As part of Rough & Ready 2007, California showcased the mobile hospitals and hosted a week of intensive training for more than 400 volunteer emergency responders at the Los Alamitos Joint Forces Training Base. The base provided an ideal backdrop for one of the largest emergency response trainings the State has seen. In an area spanning five football fields, crews and equipment simulated a major Southern California disaster. Within posed disastrous conditions, emergency responders from across the state pulled together to showcase California's ability to bring order to the most chaotic of situations, all while fine tuning their crucial patient treatment skills. Highlights included:

  -- A fully functional 23,000-square-foot mobile hospital able to provide
     extensive medical services ranging from emergency/triage to surgery and
     intensive care.

  -- A California Air National Guard C130 transport aircraft with a fully
     equipped airlift team.

  -- A dry run with state-of-the-art field medical capabilities including
     surgery, radiology, laboratory and intensive care services with
     specialized mobile medical equipment including ventilators, monitors,
     diagnostic equipment and portable oxygen delivery systems.

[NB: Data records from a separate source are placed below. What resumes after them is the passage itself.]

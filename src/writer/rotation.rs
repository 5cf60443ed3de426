//! Size-triggered rotation: an oversized file is renamed aside so the next
//! append starts a fresh file at the original path.

use crate::Error;
use crate::internal;
use crate::size::format_size;
use chrono::{Local, NaiveDateTime};
use std::fs;
use std::path::{Path, PathBuf};

/// `DDMMYYYYhhmmss`, appended to the base name of a rotated file.
pub const ROTATION_STAMP_FORMAT: &str = "%d%m%Y%H%M%S";

/// Renames `path` aside when it has reached `limit` bytes.
///
/// Returns the new location of the old file, or `None` when no rotation
/// was needed (no limit, missing file, file still under the limit).
///
/// # Errors
/// [`Error::Rotation`] when the rename fails.
pub fn rotate_if_needed(path: &Path, limit: i64) -> Result<Option<PathBuf>, Error> {
    let Ok(limit) = u64::try_from(limit) else {
        return Ok(None);
    };
    if limit == 0 {
        return Ok(None);
    }

    let Ok(metadata) = fs::metadata(path) else {
        return Ok(None);
    };
    if metadata.len() < limit {
        return Ok(None);
    }

    let target = rotated_path(path, Local::now().naive_local());
    fs::rename(path, &target).map_err(|source| Error::Rotation {
        path: path.to_path_buf(),
        source,
    })?;

    internal::debug(
        "ROTATE",
        &format!(
            "Rotated {} ({}) to {}",
            path.display(),
            format_size(metadata.len()),
            target.display()
        ),
    );
    Ok(Some(target))
}

/// Computes `<base>_<DDMMYYYYhhmmss>.<suffix>` next to `path`.
///
/// The base is the file name up to its first dot and the suffix everything
/// after it. When that name is already taken (two rotations within one
/// second) a counter is added: `<base>_<stamp>_1.<suffix>`, `_2`, ...
#[must_use]
pub fn rotated_path(path: &Path, now: NaiveDateTime) -> PathBuf {
    let dir = path.parent().unwrap_or_else(|| Path::new(""));
    let file_name = path
        .file_name()
        .map(|name| name.to_string_lossy().into_owned())
        .unwrap_or_default();

    let (base, suffix) = match file_name.split_once('.') {
        Some((base, suffix)) if !base.is_empty() => (base, Some(suffix)),
        _ => (file_name.as_str(), None),
    };
    let stamp = now.format(ROTATION_STAMP_FORMAT).to_string();

    let mut counter = 0u32;
    loop {
        let stem = if counter == 0 {
            format!("{base}_{stamp}")
        } else {
            format!("{base}_{stamp}_{counter}")
        };
        let candidate = match suffix {
            Some(suffix) => dir.join(format!("{stem}.{suffix}")),
            None => dir.join(stem),
        };
        if !candidate.exists() {
            return candidate;
        }
        counter += 1;
    }
}
//! Configuration struct definitions.

use crate::writer::DEFAULT_TIMESTAMP_FORMAT;
use serde::Deserialize;

/// General configuration.
#[derive(Debug, Clone, Deserialize)]
#[serde(default)]
pub struct GeneralConfig {
    /// Minimum level reported on the diagnostic channel.
    pub diagnostics: String,
}

impl Default for GeneralConfig {
    fn default() -> Self {
        Self {
            diagnostics: "warning".to_string(),
        }
    }
}

/// A size limit written either as a byte count or as `"10M"`.
#[derive(Debug, Clone, PartialEq, Eq, Deserialize)]
#[serde(untagged)]
pub enum SizeLimit {
    Bytes(i64),
    Text(String),
}

impl Default for SizeLimit {
    fn default() -> Self {
        Self::Bytes(0)
    }
}

/// Values applied to every logger that does not override them.
#[derive(Debug, Clone, Deserialize)]
#[serde(default)]
pub struct DefaultsConfig {
    /// Minimum level.
    pub level: String,
    /// Rotation threshold; 0 disables rotation.
    pub size_limit: SizeLimit,
    /// Prefix each line with a timestamp.
    pub timestamp: bool,
    /// Timestamp format (strftime).
    pub timestamp_format: String,
    /// Mirror lines to stderr.
    pub echo: bool,
}

impl Default for DefaultsConfig {
    fn default() -> Self {
        Self {
            level: "debug".to_string(),
            size_limit: SizeLimit::default(),
            timestamp: true,
            timestamp_format: DEFAULT_TIMESTAMP_FORMAT.to_string(),
            echo: false,
        }
    }
}

/// One `[loggers.<name>]` table.
#[derive(Debug, Clone, Default, Deserialize)]
#[serde(default)]
pub struct LoggerConfig {
    /// Target file; `~` is expanded.
    pub path: String,
    pub level: Option<String>,
    pub size_limit: Option<SizeLimit>,
    pub timestamp: Option<bool>,
    pub timestamp_format: Option<String>,
    pub echo: Option<bool>,
}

  -- California Medical Assistance Teams (CAL-MAT), which are activated to
     support local mutual aid requests during a state of emergency. Members
     from each of the state's three teams are rapidly deployed and arrive
     onsite to treat patients within 12 hours of being dispatched; they are
     able to be self-sufficient for at least 72 hours. Their specialties
     include medical base camp operation, staff support for an existing
     facility, hospital or nursing home evacuation, medical shelter
     operation, mass immunizations or prophylaxis, etc.

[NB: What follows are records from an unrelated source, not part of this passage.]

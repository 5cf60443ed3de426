//! Severity levels that decide which messages reach a writer's file.

use std::fmt;
use std::str::FromStr;

/// Display name used for raw values outside the six known severities.
pub const INVALID_LEVEL_NAME: &str = "INVALID";

/// Derives `Ord` so a writer can compare a message's level against its configured minimum.
#[derive(Debug, Clone, Copy, PartialEq, Eq, PartialOrd, Ord, Hash, Default)]
pub enum Level {
    /// High-volume instrumentation.
    Trace = 0,
    /// Development-time detail. Writers registered without a level use this.
    #[default]
    Debug = 1,
    /// Normal operational milestones.
    Info = 2,
    /// Non-fatal anomalies.
    Warn = 3,
    /// Failures of a single operation.
    Error = 4,
    /// Failures the process cannot recover from.
    Fatal = 5,
}

impl Level {
    /// Lowercase name written into every log line.
    #[must_use]
    pub const fn as_str(self) -> &'static str {
        match self {
            Self::Trace => "trace",
            Self::Debug => "debug",
            Self::Info => "info",
            Self::Warn => "warning",
            Self::Error => "error",
            Self::Fatal => "fatal",
        }
    }

    /// All severities in ascending order.
    #[must_use]
    pub const fn all() -> [Self; 6] {
        [
            Self::Trace,
            Self::Debug,
            Self::Info,
            Self::Warn,
            Self::Error,
            Self::Fatal,
        ]
    }

    /// Maps a numeric severity back to the enum, `None` when out of range.
    #[must_use]
    pub const fn from_repr(value: u8) -> Option<Self> {
        match value {
            0 => Some(Self::Trace),
            1 => Some(Self::Debug),
            2 => Some(Self::Info),
            3 => Some(Self::Warn),
            4 => Some(Self::Error),
            5 => Some(Self::Fatal),
            _ => None,
        }
    }

    /// Total name mapping for raw values; anything unknown becomes `"INVALID"`.
    #[must_use]
    pub fn name_of(value: i64) -> &'static str {
        u8::try_from(value)
            .ok()
            .and_then(Self::from_repr)
            .map_or(INVALID_LEVEL_NAME, Self::as_str)
    }
}

impl fmt::Display for Level {
    fn fmt(&self, f: &mut fmt::Formatter<'_>) -> fmt::Result {
        f.write_str(self.as_str())
    }
}

/// Returned by `FromStr` so callers can tell "unknown level" apart from other parse failures.
#[derive(Debug, Clone, PartialEq, Eq)]
pub struct ParseLevelError(String);

impl fmt::Display for ParseLevelError {
    fn fmt(&self, f: &mut fmt::Formatter<'_>) -> fmt::Result {
        write!(f, "unknown log level: '{}'", self.0)
    }
}

impl std::error::Error for ParseLevelError {}

impl FromStr for Level {
    type Err = ParseLevelError;

    fn from_str(s: &str) -> Result<Self, Self::Err> {
        match s.trim().to_lowercase().as_str() {
            "trace" => Ok(Self::Trace),
            "debug" => Ok(Self::Debug),
            "info" => Ok(Self::Info),
            "warn" | "warning" => Ok(Self::Warn),
            "error" | "err" => Ok(Self::Error),
            "fatal" => Ok(Self::Fatal),
            _ => Err(ParseLevelError(s.to_string())),
        }
    }
}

  -- Disaster Medical Assistance Teams (DMAT), federally sponsored teams
     which are activated to support local mutual aid requests during a state
     of emergency. Each of the state's six primary teams is able to be self
     sufficient for 72 hours, their responsibilities include triaging
     patients, providing austere medical care and preparing patients for
     evacuation. In addition, California has a DMAT mental health specialty

  -- Ambulance strike teams with Disaster Medical Support Units (DMSU) that
     provide a rapid, organized, self-sufficient response of ambulances,
     medical personnel and interoperable communications to meet emergency
     medical transportation needs.

  -- Field treatment sites with more than 100 disaster "victims."

"In California, it's not a matter of if a disaster will strike, but when," said Cesar Aristeiguieta, M.D., director of Emergency Medical Services Authority. "Rough & Ready 2007 is the culmination of the efforts put forth by agencies and organizations committed to ensuring quality patient care, even in the most disastrous of situations."

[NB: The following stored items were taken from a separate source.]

//! Conference lifecycle callback events.
//!
//! A provider reports conference activity through status callbacks: the
//! conference starting and ending, participants joining, leaving, muting,
//! holding, speaking, and announcements finishing or failing. Every
//! callback type decodes into the single [`ConferenceEvent`] shape; fields
//! that only accompany some callback types are optional and stay absent
//! through re-serialization.

use std::{fmt, str::FromStr};

use serde::{de, Deserialize, Deserializer, Serialize, Serializer};

use crate::{
    decode::{FormField, FormSchema},
    error::ValidationError,
    time::TimeRfc1123z,
    validate::Validate,
};

/// Conference status callback type.
///
/// Closed set of tokens the provider sends in `StatusCallbackEvent`.
/// Parsing rejects anything outside the set, so a value of this type is
/// valid by construction.
#[derive(Debug, Clone, Copy, PartialEq, Eq, Hash)]
pub enum EventStatus {
    /// The conference ended.
    ConferenceEnd,
    /// The conference started.
    ConferenceStart,
    /// A participant left the conference.
    ParticipantLeave,
    /// A participant joined the conference.
    ParticipantJoin,
    /// A participant was muted.
    ParticipantMute,
    /// A participant was unmuted.
    ParticipantUnmute,
    /// A participant was placed on hold.
    ParticipantHold,
    /// A participant was taken off hold.
    ParticipantUnhold,
    /// A participant started speaking.
    ParticipantSpeechStart,
    /// A participant stopped speaking.
    ParticipantSpeechStop,
    /// An announcement finished playing.
    AnnouncementEnd,
    /// An announcement could not be played.
    AnnouncementFail,
}

impl EventStatus {
    /// The wire token for this callback type.
    pub const fn as_str(self) -> &'static str {
        match self {
            Self::ConferenceEnd => "conference-end",
            Self::ConferenceStart => "conference-start",
            Self::ParticipantLeave => "participant-leave",
            Self::ParticipantJoin => "participant-join",
            Self::ParticipantMute => "participant-mute",
            Self::ParticipantUnmute => "participant-unmute",
            Self::ParticipantHold => "participant-hold",
            Self::ParticipantUnhold => "participant-unhold",
            Self::ParticipantSpeechStart => "participant-speech-start",
            Self::ParticipantSpeechStop => "participant-speech-stop",
            Self::AnnouncementEnd => "announcement-end",
            Self::AnnouncementFail => "announcement-fail",
        }
    }
}

impl fmt::Display for EventStatus {
    fn fmt(&self, f: &mut fmt::Formatter<'_>) -> fmt::Result {
        f.write_str(self.as_str())
    }
}

impl FromStr for EventStatus {
    type Err = ValidationError;

    fn from_str(s: &str) -> Result<Self, Self::Err> {
        match s {
            "conference-end" => Ok(Self::ConferenceEnd),
            "conference-start" => Ok(Self::ConferenceStart),
            "participant-leave" => Ok(Self::ParticipantLeave),
            "participant-join" => Ok(Self::ParticipantJoin),
            "participant-mute" => Ok(Self::ParticipantMute),
            "participant-unmute" => Ok(Self::ParticipantUnmute),
            "participant-hold" => Ok(Self::ParticipantHold),
            "participant-unhold" => Ok(Self::ParticipantUnhold),
            "participant-speech-start" => Ok(Self::ParticipantSpeechStart),
            "participant-speech-stop" => Ok(Self::ParticipantSpeechStop),
            "announcement-end" => Ok(Self::AnnouncementEnd),
            "announcement-fail" => Ok(Self::AnnouncementFail),
            _ => Err(ValidationError::UnknownToken { kind: "EventStatus", value: s.to_string() }),
        }
    }
}

impl Validate for EventStatus {
    fn validate(&self) -> Result<(), ValidationError> {
        Ok(())
    }
}

impl Serialize for EventStatus {
    fn serialize<S>(&self, serializer: S) -> Result<S::Ok, S::Error>
    where
        S: Serializer,
    {
        serializer.serialize_str(self.as_str())
    }
}

impl<'de> Deserialize<'de> for EventStatus {
    fn deserialize<D>(deserializer: D) -> Result<Self, D::Error>
    where
        D: Deserializer<'de>,
    {
        let token = String::deserialize(deserializer)?;
        token.parse().map_err(de::Error::custom)
    }
}

/// Why a conference ended.
///
/// Sent in `ReasonConferenceEnded` alongside `conference-end` callbacks.
#[derive(Debug, Clone, Copy, PartialEq, Eq, Hash)]
pub enum ConferenceEndReason {
    /// The conference was ended through the provider API.
    EndedViaApi,
    /// The last participant was kicked out.
    LastParticipantKicked,
    /// The last participant left.
    LastParticipantLeft,
    /// A participant flagged end-conference-on-exit was kicked out.
    EndConferenceOnExitKicked,
    /// A participant flagged end-conference-on-exit left.
    EndConferenceOnExitLeft,
}

impl ConferenceEndReason {
    /// The wire token for this end reason.
    pub const fn as_str(self) -> &'static str {
        match self {
            Self::EndedViaApi => "conference-ended-via-api",
            Self::LastParticipantKicked => "last-participant-kicked",
            Self::LastParticipantLeft => "last-participant-left",
            Self::EndConferenceOnExitKicked => "participant-with-end-conference-on-exit-kicked",
            Self::EndConferenceOnExitLeft => "participant-with-end-conference-on-exit-left",
        }
    }
}

impl fmt::Display for ConferenceEndReason {
    fn fmt(&self, f: &mut fmt::Formatter<'_>) -> fmt::Result {
        f.write_str(self.as_str())
    }
}

impl FromStr for ConferenceEndReason {
    type Err = ValidationError;

    fn from_str(s: &str) -> Result<Self, Self::Err> {
        match s {
            "conference-ended-via-api" => Ok(Self::EndedViaApi),
            "last-participant-kicked" => Ok(Self::LastParticipantKicked),
            "last-participant-left" => Ok(Self::LastParticipantLeft),
            "participant-with-end-conference-on-exit-kicked" => {
                Ok(Self::EndConferenceOnExitKicked)
            },
            "participant-with-end-conference-on-exit-left" => Ok(Self::EndConferenceOnExitLeft),
            _ => Err(ValidationError::UnknownToken {
                kind: "ConferenceEndReason",
                value: s.to_string(),
            }),
        }
    }
}

impl Validate for ConferenceEndReason {
    fn validate(&self) -> Result<(), ValidationError> {
        Ok(())
    }
}

impl Serialize for ConferenceEndReason {
    fn serialize<S>(&self, serializer: S) -> Result<S::Ok, S::Error>
    where
        S: Serializer,
    {
        serializer.serialize_str(self.as_str())
    }
}

impl<'de> Deserialize<'de> for ConferenceEndReason {
    fn deserialize<D>(deserializer: D) -> Result<Self, D::Error>
    where
        D: Deserializer<'de>,
    {
        let token = String::deserialize(deserializer)?;
        token.parse().map_err(de::Error::custom)
    }
}

/// Unified conference status callback record.
///
/// `status_callback_event` identifies the callback type; the optional
/// fields carry whatever that type includes and stay `None` otherwise, so
/// absence survives re-serialization. Wire names are the `PascalCase` form
/// of the field names.
#[derive(Debug, Clone, PartialEq, Serialize, Deserialize)]
#[serde(rename_all = "PascalCase")]
pub struct ConferenceEvent {
    /// Identifier of the conference this callback belongs to.
    #[serde(default)]
    pub conference_sid: String,

    /// Human-readable conference name.
    #[serde(default)]
    pub friendly_name: String,

    /// Identifier of the account that owns the conference.
    #[serde(default)]
    pub account_sid: String,

    /// Position of this callback in the conference's event sequence.
    #[serde(default)]
    pub sequence_number: u32,

    /// When the provider emitted the callback.
    #[serde(default)]
    pub timestamp: TimeRfc1123z,

    /// Which callback type this is.
    pub status_callback_event: EventStatus,

    /// Call leg the callback refers to, for participant callbacks.
    #[serde(default, skip_serializing_if = "Option::is_none")]
    pub call_sid: Option<String>,

    /// Whether the participant is muted.
    #[serde(default, skip_serializing_if = "Option::is_none")]
    pub muted: Option<bool>,

    /// Whether the participant is on hold.
    #[serde(default, skip_serializing_if = "Option::is_none")]
    pub hold: Option<bool>,

    /// Whether the participant is in coaching mode.
    #[serde(default, skip_serializing_if = "Option::is_none")]
    pub coaching: Option<bool>,

    /// Whether this participant leaving ends the conference.
    #[serde(default, skip_serializing_if = "Option::is_none")]
    pub end_conference_on_exit: Option<bool>,

    /// Whether the conference starts when this participant enters.
    #[serde(default, skip_serializing_if = "Option::is_none")]
    pub start_conference_on_enter: Option<bool>,

    /// Call leg whose exit ended the conference.
    #[serde(default, skip_serializing_if = "Option::is_none")]
    pub call_sid_ending_conference: Option<String>,

    /// Label of the participant whose exit ended the conference.
    #[serde(default, skip_serializing_if = "Option::is_none")]
    pub participant_label_ending_conference: Option<String>,

    /// Why the conference ended. Required for `conference-end` callbacks.
    #[serde(default, skip_serializing_if = "Option::is_none")]
    pub reason_conference_ended: Option<ConferenceEndReason>,

    /// Free-text elaboration of the end reason.
    #[serde(default, skip_serializing_if = "Option::is_none")]
    pub reason: Option<String>,

    /// Why an announcement failed to play.
    #[serde(default, skip_serializing_if = "Option::is_none")]
    pub reason_announcement_failed: Option<String>,

    /// URL of the announcement audio.
    #[serde(default, skip_serializing_if = "Option::is_none")]
    pub announce_url: Option<String>,
}

impl Validate for ConferenceEvent {
    fn validate(&self) -> Result<(), ValidationError> {
        if self.status_callback_event == EventStatus::ConferenceEnd
            && self.reason_conference_ended.is_none()
        {
            return Err(ValidationError::MissingEndReason);
        }
        Ok(())
    }
}

impl FormSchema for ConferenceEvent {
    const FIELDS: &'static [FormField] = &[
        FormField::text("ConferenceSid"),
        FormField::text("FriendlyName"),
        FormField::text("AccountSid"),
        FormField::uint("SequenceNumber"),
        FormField::text("Timestamp"),
        FormField::text("StatusCallbackEvent"),
        FormField::text("CallSid"),
        FormField::boolean("Muted"),
        FormField::boolean("Hold"),
        FormField::boolean("Coaching"),
        FormField::boolean("EndConferenceOnExit"),
        FormField::boolean("StartConferenceOnEnter"),
        FormField::text("CallSidEndingConference"),
        FormField::text("ParticipantLabelEndingConference"),
        FormField::text("ReasonConferenceEnded"),
        FormField::text("Reason"),
        FormField::text("ReasonAnnouncementFailed"),
        FormField::text("AnnounceUrl"),
    ];
}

Dr. Aristeiguieta urged all Californians to have a family emergency plan. "You can't predict or prevent an emergency, but you can prepare. The State is prepared to assist in a disaster, but each of us also needs to make sure that our families are prepared with 72-hours of supplies such as food, water and clothes," Aristeiguieta said.

As a national leader in medical emergency preparedness, California relies on strong public-private partnerships. Rough & Ready 2007 brought together not only volunteer emergency medical responders, but also disaster medical response teams, representatives from the California Department of Public Health, California Highway Patrol, California National Guard, National Disaster Medical System, Office of Homeland Security and the Office of Emergency Services. For more information on disaster preparedness go to and

About the California Emergency Medical Services Authority (EMSA): The EMS Authority is charged with providing leadership in developing and implementing EMS systems throughout California and setting standards for the training and scope of practice of various levels of EMS personnel. The EMS Authority also has responsibility for promoting disaster medical preparedness throughout the state, and, when required, managing the state's medical response to major disasters.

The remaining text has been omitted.